BEGIN Data for processing

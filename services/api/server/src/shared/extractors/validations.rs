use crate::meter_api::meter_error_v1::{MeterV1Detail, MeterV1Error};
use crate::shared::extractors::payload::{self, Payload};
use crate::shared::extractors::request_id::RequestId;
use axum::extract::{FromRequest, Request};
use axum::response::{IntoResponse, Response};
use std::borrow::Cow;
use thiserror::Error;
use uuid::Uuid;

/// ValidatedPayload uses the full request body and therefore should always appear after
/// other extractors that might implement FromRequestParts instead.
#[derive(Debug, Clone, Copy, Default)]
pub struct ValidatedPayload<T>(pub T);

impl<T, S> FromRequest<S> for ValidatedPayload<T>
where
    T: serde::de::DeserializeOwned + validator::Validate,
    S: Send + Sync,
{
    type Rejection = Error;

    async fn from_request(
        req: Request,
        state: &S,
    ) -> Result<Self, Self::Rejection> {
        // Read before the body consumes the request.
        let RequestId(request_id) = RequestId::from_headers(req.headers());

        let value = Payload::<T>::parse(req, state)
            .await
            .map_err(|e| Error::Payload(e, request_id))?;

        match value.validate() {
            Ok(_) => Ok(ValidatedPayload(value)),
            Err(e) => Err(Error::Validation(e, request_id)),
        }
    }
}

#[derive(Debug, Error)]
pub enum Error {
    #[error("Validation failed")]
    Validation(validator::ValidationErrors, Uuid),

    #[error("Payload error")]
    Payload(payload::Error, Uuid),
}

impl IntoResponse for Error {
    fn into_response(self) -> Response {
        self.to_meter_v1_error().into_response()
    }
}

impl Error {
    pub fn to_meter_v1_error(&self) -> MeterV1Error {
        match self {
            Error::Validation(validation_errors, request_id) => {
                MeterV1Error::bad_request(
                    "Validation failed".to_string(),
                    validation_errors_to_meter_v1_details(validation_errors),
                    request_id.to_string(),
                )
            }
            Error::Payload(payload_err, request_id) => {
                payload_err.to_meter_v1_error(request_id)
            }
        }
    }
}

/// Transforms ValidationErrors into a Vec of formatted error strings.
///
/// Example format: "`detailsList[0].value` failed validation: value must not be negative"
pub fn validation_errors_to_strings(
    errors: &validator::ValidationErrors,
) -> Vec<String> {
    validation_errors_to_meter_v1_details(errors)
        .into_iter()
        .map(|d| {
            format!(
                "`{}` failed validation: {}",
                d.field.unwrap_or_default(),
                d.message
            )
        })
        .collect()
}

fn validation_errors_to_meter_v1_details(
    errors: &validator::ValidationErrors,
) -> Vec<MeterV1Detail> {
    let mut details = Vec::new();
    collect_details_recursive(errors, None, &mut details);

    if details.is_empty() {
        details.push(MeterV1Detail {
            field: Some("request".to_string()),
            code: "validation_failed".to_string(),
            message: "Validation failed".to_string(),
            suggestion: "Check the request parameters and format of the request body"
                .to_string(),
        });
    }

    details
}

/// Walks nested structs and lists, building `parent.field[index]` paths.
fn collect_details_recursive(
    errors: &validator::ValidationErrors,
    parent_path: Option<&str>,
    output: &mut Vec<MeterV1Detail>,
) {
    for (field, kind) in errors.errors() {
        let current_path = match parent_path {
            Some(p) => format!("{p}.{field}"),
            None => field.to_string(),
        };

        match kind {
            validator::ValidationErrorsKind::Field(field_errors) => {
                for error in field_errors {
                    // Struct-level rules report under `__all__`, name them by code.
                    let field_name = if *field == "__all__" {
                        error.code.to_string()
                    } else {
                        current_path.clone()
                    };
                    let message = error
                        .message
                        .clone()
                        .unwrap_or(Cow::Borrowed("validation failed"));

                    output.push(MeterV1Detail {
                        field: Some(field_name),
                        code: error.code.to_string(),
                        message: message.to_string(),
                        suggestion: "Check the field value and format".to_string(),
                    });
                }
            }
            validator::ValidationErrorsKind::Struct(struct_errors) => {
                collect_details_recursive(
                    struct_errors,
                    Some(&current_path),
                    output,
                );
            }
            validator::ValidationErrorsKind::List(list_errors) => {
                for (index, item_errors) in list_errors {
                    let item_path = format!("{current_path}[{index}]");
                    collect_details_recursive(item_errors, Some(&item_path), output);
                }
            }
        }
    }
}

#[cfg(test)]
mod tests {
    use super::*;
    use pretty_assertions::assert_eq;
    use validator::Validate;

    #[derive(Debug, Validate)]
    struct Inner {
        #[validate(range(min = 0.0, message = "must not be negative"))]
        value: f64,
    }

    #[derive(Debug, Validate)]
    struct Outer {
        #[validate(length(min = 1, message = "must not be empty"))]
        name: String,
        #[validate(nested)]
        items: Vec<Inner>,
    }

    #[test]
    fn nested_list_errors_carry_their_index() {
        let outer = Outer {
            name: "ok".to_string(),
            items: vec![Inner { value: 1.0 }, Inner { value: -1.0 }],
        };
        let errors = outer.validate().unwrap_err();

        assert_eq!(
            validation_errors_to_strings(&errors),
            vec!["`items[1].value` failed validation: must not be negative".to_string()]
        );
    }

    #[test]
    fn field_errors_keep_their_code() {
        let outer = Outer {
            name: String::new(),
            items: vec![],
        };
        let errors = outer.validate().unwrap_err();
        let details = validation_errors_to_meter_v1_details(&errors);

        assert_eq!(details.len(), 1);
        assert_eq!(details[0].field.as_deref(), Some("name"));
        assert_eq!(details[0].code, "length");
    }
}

END Data for processing
BEGIN Data for processing

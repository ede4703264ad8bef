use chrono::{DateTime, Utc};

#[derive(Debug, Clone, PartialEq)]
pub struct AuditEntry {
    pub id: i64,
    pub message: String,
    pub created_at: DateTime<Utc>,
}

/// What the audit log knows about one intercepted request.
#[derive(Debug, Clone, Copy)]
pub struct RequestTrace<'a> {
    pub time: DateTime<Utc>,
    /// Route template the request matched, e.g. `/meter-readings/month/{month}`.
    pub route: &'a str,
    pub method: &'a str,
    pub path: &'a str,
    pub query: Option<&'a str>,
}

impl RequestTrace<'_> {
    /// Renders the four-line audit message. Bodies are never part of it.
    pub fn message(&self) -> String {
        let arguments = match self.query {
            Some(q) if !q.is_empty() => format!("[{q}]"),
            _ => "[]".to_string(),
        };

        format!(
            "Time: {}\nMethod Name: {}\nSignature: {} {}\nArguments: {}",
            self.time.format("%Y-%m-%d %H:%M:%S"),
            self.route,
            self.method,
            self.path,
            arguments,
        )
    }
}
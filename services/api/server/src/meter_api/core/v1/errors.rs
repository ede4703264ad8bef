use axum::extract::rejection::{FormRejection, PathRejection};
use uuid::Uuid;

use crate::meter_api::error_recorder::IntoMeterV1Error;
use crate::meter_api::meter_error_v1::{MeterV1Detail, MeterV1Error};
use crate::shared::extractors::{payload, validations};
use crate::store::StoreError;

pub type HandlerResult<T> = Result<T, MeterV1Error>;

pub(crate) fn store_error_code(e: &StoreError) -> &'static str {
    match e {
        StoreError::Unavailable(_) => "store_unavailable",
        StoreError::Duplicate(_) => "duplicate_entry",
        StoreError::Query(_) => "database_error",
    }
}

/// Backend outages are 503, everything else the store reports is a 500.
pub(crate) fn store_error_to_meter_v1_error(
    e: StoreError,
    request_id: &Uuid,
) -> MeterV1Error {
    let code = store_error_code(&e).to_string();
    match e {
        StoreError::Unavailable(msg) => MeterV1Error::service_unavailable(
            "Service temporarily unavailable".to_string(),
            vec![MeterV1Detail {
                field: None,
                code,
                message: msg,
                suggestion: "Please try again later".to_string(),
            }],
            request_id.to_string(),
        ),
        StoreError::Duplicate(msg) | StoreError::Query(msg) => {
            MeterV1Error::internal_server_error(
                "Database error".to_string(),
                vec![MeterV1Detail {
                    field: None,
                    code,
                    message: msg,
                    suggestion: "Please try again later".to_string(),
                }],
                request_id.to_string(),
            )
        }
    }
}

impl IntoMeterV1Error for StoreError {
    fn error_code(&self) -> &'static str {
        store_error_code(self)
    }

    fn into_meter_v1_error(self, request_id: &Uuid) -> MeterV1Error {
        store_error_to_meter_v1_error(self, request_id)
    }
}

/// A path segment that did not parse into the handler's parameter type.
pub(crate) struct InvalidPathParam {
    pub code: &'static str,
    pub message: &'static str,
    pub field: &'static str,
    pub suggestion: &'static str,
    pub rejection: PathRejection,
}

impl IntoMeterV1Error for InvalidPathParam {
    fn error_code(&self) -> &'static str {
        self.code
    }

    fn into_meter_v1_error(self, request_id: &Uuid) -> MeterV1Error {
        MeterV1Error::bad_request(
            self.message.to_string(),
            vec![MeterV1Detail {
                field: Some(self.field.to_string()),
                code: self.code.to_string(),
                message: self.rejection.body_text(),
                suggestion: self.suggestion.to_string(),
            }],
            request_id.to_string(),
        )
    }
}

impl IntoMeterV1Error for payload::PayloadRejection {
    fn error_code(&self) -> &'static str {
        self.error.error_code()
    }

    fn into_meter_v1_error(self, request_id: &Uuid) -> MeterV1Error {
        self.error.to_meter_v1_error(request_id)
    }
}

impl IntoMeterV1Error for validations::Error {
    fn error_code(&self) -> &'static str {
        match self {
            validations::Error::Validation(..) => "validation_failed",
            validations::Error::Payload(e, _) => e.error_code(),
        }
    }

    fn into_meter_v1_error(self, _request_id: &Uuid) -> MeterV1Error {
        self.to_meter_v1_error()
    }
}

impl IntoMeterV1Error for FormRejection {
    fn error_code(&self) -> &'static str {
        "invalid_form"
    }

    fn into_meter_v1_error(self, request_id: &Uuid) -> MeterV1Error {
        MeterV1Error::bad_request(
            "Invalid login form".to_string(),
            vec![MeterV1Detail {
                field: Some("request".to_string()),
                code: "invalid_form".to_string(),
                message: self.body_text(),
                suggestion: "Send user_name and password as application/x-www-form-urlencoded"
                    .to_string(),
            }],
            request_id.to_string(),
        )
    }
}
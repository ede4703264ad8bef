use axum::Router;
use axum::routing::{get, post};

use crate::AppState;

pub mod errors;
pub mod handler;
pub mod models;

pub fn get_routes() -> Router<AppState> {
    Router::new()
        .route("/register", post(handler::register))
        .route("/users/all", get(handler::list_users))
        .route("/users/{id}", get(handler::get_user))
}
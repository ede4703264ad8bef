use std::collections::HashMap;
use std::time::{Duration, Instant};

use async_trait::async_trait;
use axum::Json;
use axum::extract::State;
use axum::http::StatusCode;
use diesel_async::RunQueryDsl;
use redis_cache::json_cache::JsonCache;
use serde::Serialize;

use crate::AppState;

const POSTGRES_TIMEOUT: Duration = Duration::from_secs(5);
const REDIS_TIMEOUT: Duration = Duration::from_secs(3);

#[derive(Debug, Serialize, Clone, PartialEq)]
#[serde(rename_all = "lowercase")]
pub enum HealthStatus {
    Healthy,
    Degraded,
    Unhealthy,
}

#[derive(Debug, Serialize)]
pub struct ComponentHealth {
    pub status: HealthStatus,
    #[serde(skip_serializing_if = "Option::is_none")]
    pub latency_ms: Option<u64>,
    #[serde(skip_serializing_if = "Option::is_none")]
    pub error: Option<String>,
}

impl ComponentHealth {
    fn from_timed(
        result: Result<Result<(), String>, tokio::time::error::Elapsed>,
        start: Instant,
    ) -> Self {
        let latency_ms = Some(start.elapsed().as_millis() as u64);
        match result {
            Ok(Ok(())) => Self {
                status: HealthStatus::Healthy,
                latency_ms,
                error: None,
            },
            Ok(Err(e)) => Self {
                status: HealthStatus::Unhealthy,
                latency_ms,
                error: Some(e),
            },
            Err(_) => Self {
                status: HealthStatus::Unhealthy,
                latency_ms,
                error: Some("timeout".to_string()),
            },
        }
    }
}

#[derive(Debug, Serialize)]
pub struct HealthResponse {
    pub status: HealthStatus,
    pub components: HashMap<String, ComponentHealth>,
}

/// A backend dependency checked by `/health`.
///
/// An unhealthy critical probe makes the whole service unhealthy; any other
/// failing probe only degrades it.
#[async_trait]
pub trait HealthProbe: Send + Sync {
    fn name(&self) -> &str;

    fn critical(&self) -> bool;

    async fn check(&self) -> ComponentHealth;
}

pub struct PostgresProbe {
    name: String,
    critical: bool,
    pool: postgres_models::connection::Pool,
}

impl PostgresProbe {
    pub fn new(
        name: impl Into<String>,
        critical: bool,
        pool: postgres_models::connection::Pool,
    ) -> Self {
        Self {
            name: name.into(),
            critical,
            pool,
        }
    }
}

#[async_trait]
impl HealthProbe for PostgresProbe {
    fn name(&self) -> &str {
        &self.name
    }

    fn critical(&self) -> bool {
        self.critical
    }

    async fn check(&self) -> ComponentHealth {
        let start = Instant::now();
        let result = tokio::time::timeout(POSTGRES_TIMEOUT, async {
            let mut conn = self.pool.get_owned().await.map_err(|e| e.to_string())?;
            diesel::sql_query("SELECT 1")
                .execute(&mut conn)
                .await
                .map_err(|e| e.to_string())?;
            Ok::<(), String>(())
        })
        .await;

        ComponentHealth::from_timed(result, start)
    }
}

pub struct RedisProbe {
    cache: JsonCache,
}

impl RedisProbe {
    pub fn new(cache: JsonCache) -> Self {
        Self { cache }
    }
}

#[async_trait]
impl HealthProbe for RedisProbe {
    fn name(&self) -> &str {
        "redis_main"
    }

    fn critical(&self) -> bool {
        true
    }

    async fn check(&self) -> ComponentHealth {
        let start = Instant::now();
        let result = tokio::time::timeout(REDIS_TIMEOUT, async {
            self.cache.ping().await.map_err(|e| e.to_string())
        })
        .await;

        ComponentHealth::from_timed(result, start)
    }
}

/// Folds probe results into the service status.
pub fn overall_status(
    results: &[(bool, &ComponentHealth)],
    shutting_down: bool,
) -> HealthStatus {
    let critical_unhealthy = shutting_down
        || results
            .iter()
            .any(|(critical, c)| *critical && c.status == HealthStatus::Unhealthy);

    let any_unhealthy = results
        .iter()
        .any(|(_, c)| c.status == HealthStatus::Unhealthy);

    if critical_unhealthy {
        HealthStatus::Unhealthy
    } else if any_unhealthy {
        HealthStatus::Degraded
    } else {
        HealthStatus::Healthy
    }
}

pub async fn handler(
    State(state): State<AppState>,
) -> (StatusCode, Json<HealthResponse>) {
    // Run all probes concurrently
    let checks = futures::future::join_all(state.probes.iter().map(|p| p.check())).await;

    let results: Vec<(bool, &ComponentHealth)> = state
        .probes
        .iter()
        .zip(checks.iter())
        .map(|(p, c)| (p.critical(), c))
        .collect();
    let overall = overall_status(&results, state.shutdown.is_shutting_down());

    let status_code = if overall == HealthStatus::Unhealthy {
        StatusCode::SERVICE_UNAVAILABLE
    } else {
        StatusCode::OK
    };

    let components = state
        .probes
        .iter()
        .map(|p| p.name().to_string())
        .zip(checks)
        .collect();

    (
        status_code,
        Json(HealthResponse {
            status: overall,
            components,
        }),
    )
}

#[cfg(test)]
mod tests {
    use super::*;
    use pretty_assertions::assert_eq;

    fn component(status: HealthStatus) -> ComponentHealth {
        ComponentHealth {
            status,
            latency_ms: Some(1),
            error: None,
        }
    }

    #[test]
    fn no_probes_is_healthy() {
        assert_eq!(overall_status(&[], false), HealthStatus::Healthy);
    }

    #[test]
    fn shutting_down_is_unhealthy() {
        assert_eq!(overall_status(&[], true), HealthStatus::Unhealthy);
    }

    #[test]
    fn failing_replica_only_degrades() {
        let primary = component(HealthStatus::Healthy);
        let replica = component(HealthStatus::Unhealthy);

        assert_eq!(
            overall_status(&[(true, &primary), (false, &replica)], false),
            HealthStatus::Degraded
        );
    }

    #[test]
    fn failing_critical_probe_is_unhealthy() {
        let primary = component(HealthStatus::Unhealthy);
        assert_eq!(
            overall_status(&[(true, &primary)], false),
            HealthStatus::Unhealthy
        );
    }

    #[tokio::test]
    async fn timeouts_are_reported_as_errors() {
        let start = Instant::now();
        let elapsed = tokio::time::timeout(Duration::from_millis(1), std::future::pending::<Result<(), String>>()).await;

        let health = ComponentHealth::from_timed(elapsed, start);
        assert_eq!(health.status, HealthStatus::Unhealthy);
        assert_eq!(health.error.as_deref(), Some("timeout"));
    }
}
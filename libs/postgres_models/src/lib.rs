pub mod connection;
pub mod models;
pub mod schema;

END Data for processing

Task directions: Bring together every line in the entries that holds the string "false".

Written response:
        assert_eq!(overall_status(&[], false), HealthStatus::Healthy);
            overall_status(&[(true, &primary), (false, &replica)], false),
            overall_status(&[(true, &primary)], false),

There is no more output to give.